Roads and Backstreets
Roads and Backstreets
Let us now look at the roads and side streets in the Roman Palestinian town. The literary evidence about the width of such streets is somewhat problematic. In the baraita in B. Baba Batra 99ab we read as follows: … A private path is four cubits wide, a path from one town to another is eight cubits, a public path 16 cubits, and a path to the cities of refuge 32 cubits wide. … Likewise, M. Baba Kama .5, in the name of Rabbi Eliezer (late first century C.E.), tells us that a standard public path is 16 cubits wide.

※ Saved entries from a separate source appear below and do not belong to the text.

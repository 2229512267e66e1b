// SPDX-License-Identifier: MIT
// SPDX-FileCopyrightText: 2025 Alexander Minges

//! Validation ruleset turning raw form input into a [`SubmissionRecord`].
//!
//! Each field has its own validator returning either the normalized value or a
//! user-facing message. [`validate_submission`] runs all of them and collects
//! every field error instead of stopping at the first one. Within a single
//! field the first failing rule wins.

use std::collections::BTreeMap;
use std::fmt;

use email_address::EmailAddress;

use crate::models::submission::{AvatarFile, FormInput, SubmissionRecord, Tech, TechInput};

/// Largest accepted avatar, in bytes.
pub const MAX_AVATAR_BYTES: u64 = 5 * 1024 * 1024;
/// Only addresses on this domain are accepted.
pub const REQUIRED_EMAIL_SUFFIX: &str = "@gmail.com";
pub const MIN_PASSWORD_CHARS: usize = 6;
pub const MIN_TECHS: usize = 2;
pub const KNOWLEDGE_MIN: f64 = 1.0;
pub const KNOWLEDGE_MAX: f64 = 100.0;
/// At least one tech must score strictly above this.
pub const EXPERT_THRESHOLD: f64 = 50.0;

/// User-facing validation messages.
pub mod messages {
    pub const AVATAR_REQUIRED: &str = "Selecione uma imagem de avatar";
    pub const AVATAR_TOO_LARGE: &str = "O arquivo só pode ter no máximo 5MB";
    pub const NAME_REQUIRED: &str = "O nome é obrigatório";
    pub const EMAIL_REQUIRED: &str = "O email é obrigatório";
    pub const EMAIL_INVALID: &str = "Formato de e-mail inválido";
    pub const EMAIL_DOMAIN: &str = "Apenas e-mails @gmail.com";
    pub const PASSWORD_TOO_SHORT: &str = "A senha precisa de no mínimo 6 caracteres";
    pub const TECH_TITLE_REQUIRED: &str = "O título é obrigatório";
    pub const KNOWLEDGE_NOT_A_NUMBER: &str = "O conhecimento precisa ser um número";
    pub const KNOWLEDGE_TOO_LOW: &str = "O conhecimento mínimo é 1";
    pub const KNOWLEDGE_TOO_HIGH: &str = "O conhecimento máximo é 100";
    pub const TECHS_TOO_FEW: &str = "Insira pelo menos 2 tecnologias";
    pub const TECHS_NEWBIE: &str = "Vocé ainda é newbie em tech";
}

/// Identifies the form field an error message belongs to.
#[derive(Clone, Copy, Debug, PartialEq, Eq, PartialOrd, Ord, Hash)]
pub enum FieldKey {
    Avatar,
    Name,
    Email,
    Password,
    /// The techs list as a whole (length and expertise rules).
    Techs,
    TechTitle(usize),
    TechKnowledge(usize),
}

impl fmt::Display for FieldKey {
    fn fmt(&self, f: &mut fmt::Formatter<'_>) -> fmt::Result {
        match self {
            Self::Avatar => f.write_str("avatar"),
            Self::Name => f.write_str("name"),
            Self::Email => f.write_str("email"),
            Self::Password => f.write_str("password"),
            Self::Techs => f.write_str("techs"),
            Self::TechTitle(i) => write!(f, "techs.{i}.title"),
            Self::TechKnowledge(i) => write!(f, "techs.{i}.knowledge"),
        }
    }
}

/// Field-scoped error messages, ordered by field.
#[derive(Clone, Debug, Default, PartialEq, Eq)]
pub struct ValidationErrors {
    fields: BTreeMap<FieldKey, String>,
}

impl ValidationErrors {
    /// Record a message for `key`. An earlier message for the same key is kept.
    pub fn insert(&mut self, key: FieldKey, message: impl Into<String>) {
        self.fields.entry(key).or_insert_with(|| message.into());
    }

    pub fn get(&self, key: FieldKey) -> Option<&str> {
        self.fields.get(&key).map(String::as_str)
    }

    pub fn is_empty(&self) -> bool {
        self.fields.is_empty()
    }

    pub fn len(&self) -> usize {
        self.fields.len()
    }

    pub fn iter(&self) -> impl Iterator<Item = (FieldKey, &str)> {
        self.fields.iter().map(|(k, v)| (*k, v.as_str()))
    }

    /// Message of the first field in form order, if any.
    pub fn first_message(&self) -> Option<&str> {
        self.fields.values().next().map(String::as_str)
    }

    /// Store the outcome of one field validator, returning the value on success.
    fn collect<T>(&mut self, key: FieldKey, result: Result<T, String>) -> Option<T> {
        match result {
            Ok(value) => Some(value),
            Err(message) => {
                self.insert(key, message);
                None
            }
        }
    }
}

/// Require an avatar no larger than [`MAX_AVATAR_BYTES`].
pub fn validate_avatar(avatar: Option<&AvatarFile>) -> Result<AvatarFile, String> {
    let avatar = avatar.ok_or_else(|| messages::AVATAR_REQUIRED.to_string())?;
    if avatar.size > MAX_AVATAR_BYTES {
        return Err(messages::AVATAR_TOO_LARGE.into());
    }
    Ok(avatar.clone())
}

/// Title-case a name: trim, lower-case, then capitalize every space-separated word.
///
/// Runs of spaces inside the name are kept as they are.
pub fn normalize_name(raw: &str) -> String {
    raw.trim()
        .to_lowercase()
        .split(' ')
        .map(capitalize)
        .collect::<Vec<_>>()
        .join(" ")
}

fn capitalize(word: &str) -> String {
    let mut chars = word.chars();
    match chars.next() {
        Some(first) => first.to_uppercase().chain(chars).collect(),
        None => String::new(),
    }
}

pub fn validate_name(raw: &str) -> Result<String, String> {
    if raw.trim().is_empty() {
        return Err(messages::NAME_REQUIRED.into());
    }
    Ok(normalize_name(raw))
}

/// Check syntax, lower-case, then enforce [`REQUIRED_EMAIL_SUFFIX`].
pub fn validate_email(raw: &str) -> Result<String, String> {
    if raw.is_empty() {
        return Err(messages::EMAIL_REQUIRED.into());
    }

    // Display-name forms like `Foo <foo@gmail.com>` parse but are not plain addresses.
    let parsed = raw
        .parse::<EmailAddress>()
        .map_err(|_| messages::EMAIL_INVALID.to_string())?;
    if parsed.email() != raw {
        return Err(messages::EMAIL_INVALID.into());
    }

    let email = raw.to_lowercase();
    if !email.ends_with(REQUIRED_EMAIL_SUFFIX) {
        return Err(messages::EMAIL_DOMAIN.into());
    }
    Ok(email)
}

pub fn validate_password(raw: &str) -> Result<String, String> {
    if raw.chars().count() < MIN_PASSWORD_CHARS {
        return Err(messages::PASSWORD_TOO_SHORT.into());
    }
    Ok(raw.to_string())
}

/// Coerce knowledge text into a score within `[1, 100]`.
///
/// Surrounding whitespace is ignored and blank input counts as `0`, which then
/// fails the lower bound.
pub fn coerce_knowledge(raw: &str) -> Result<f64, String> {
    let trimmed = raw.trim();
    let value = if trimmed.is_empty() {
        0.0
    } else {
        trimmed
            .parse::<f64>()
            .map_err(|_| messages::KNOWLEDGE_NOT_A_NUMBER.to_string())?
    };

    if value.is_nan() {
        return Err(messages::KNOWLEDGE_NOT_A_NUMBER.into());
    }
    if value < KNOWLEDGE_MIN {
        return Err(messages::KNOWLEDGE_TOO_LOW.into());
    }
    if value > KNOWLEDGE_MAX {
        return Err(messages::KNOWLEDGE_TOO_HIGH.into());
    }
    Ok(value)
}

/// Validate every tech row plus the list-level rules.
///
/// Row errors go under [`FieldKey::TechTitle`]/[`FieldKey::TechKnowledge`],
/// list errors under [`FieldKey::Techs`]. Returns the techs only when nothing failed.
pub fn validate_techs(rows: &[TechInput], errors: &mut ValidationErrors) -> Option<Vec<Tech>> {
    let mut techs = Vec::with_capacity(rows.len());
    let mut rows_ok = true;
    let mut has_expert = false;

    for (index, row) in rows.iter().enumerate() {
        let title = if row.title.trim().is_empty() {
            errors.insert(FieldKey::TechTitle(index), messages::TECH_TITLE_REQUIRED);
            None
        } else {
            Some(row.title.clone())
        };
        let knowledge = errors.collect(
            FieldKey::TechKnowledge(index),
            coerce_knowledge(&row.knowledge),
        );

        if let Some(k) = knowledge {
            has_expert |= k > EXPERT_THRESHOLD;
        }

        match (title, knowledge) {
            (Some(title), Some(knowledge)) => techs.push(Tech { title, knowledge }),
            _ => rows_ok = false,
        }
    }

    let list_ok = if rows.len() < MIN_TECHS {
        errors.insert(FieldKey::Techs, messages::TECHS_TOO_FEW);
        false
    } else if !has_expert {
        errors.insert(FieldKey::Techs, messages::TECHS_NEWBIE);
        false
    } else {
        true
    };

    (rows_ok && list_ok).then_some(techs)
}

/// Run the full ruleset over `input`.
///
/// Every field is checked, so the error map describes all problems at once.
pub fn validate_submission(input: &FormInput) -> Result<SubmissionRecord, ValidationErrors> {
    let mut errors = ValidationErrors::default();

    let avatar = errors.collect(FieldKey::Avatar, validate_avatar(input.avatar.as_ref()));
    let name = errors.collect(FieldKey::Name, validate_name(&input.name));
    let email = errors.collect(FieldKey::Email, validate_email(&input.email));
    let password = errors.collect(FieldKey::Password, validate_password(&input.password));
    let techs = validate_techs(&input.techs, &mut errors);

    match (avatar, name, email, password, techs) {
        (Some(avatar), Some(name), Some(email), Some(password), Some(techs))
            if errors.is_empty() =>
        {
            Ok(SubmissionRecord {
                avatar,
                name,
                email,
                password,
                techs,
            })
        }
        _ => Err(errors),
    }
}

If we assume the cubit equals approximately 70 cm, we arrive at the following approximate road widths: … private path 2.80 m (=8.5 ft.) … … from one town to another 5.60 m (=17 ft.) … … public path 11.20 m (=34 ft.) … … to cities of refuge 22.40 m (=68 ft.) … This pattern does not correspond to the standard Roman road measurement. Most major Roman roads were about 16 ft. wide (10.5 cubits) and rarely more than 21.5 ft. wide (14 cubits). The narrower streets (angipontus or semitae) had to be at least 9.57 ft. (2.9 m) wide (a little more than 4 cubits) to allow for projecting balconies. The great trunk roads through Gaul or Italy or along the Euphrates frontier in Syria might be 24 ft. wide (16 cubits). Apparently, some roads were even broader than this, since the Pergamene law states that the minimum width of a main country road must be 30 ft. and that of a byroad 12 ft. Krauss noted these discrepancies, writing that “ordinary Roman stratae were about 5 m wide, making the Rabbinic stratae some 3 m broader, and we do not know wherefore there was this great difference between them.” He adds that in the “Palestinian town of Petra there are remains of the Roman road, which is only 2.8 m wide, and must therefore be considered as a via secundaria, but we cannot determine what is its equivalence in Rabbinic parlance.”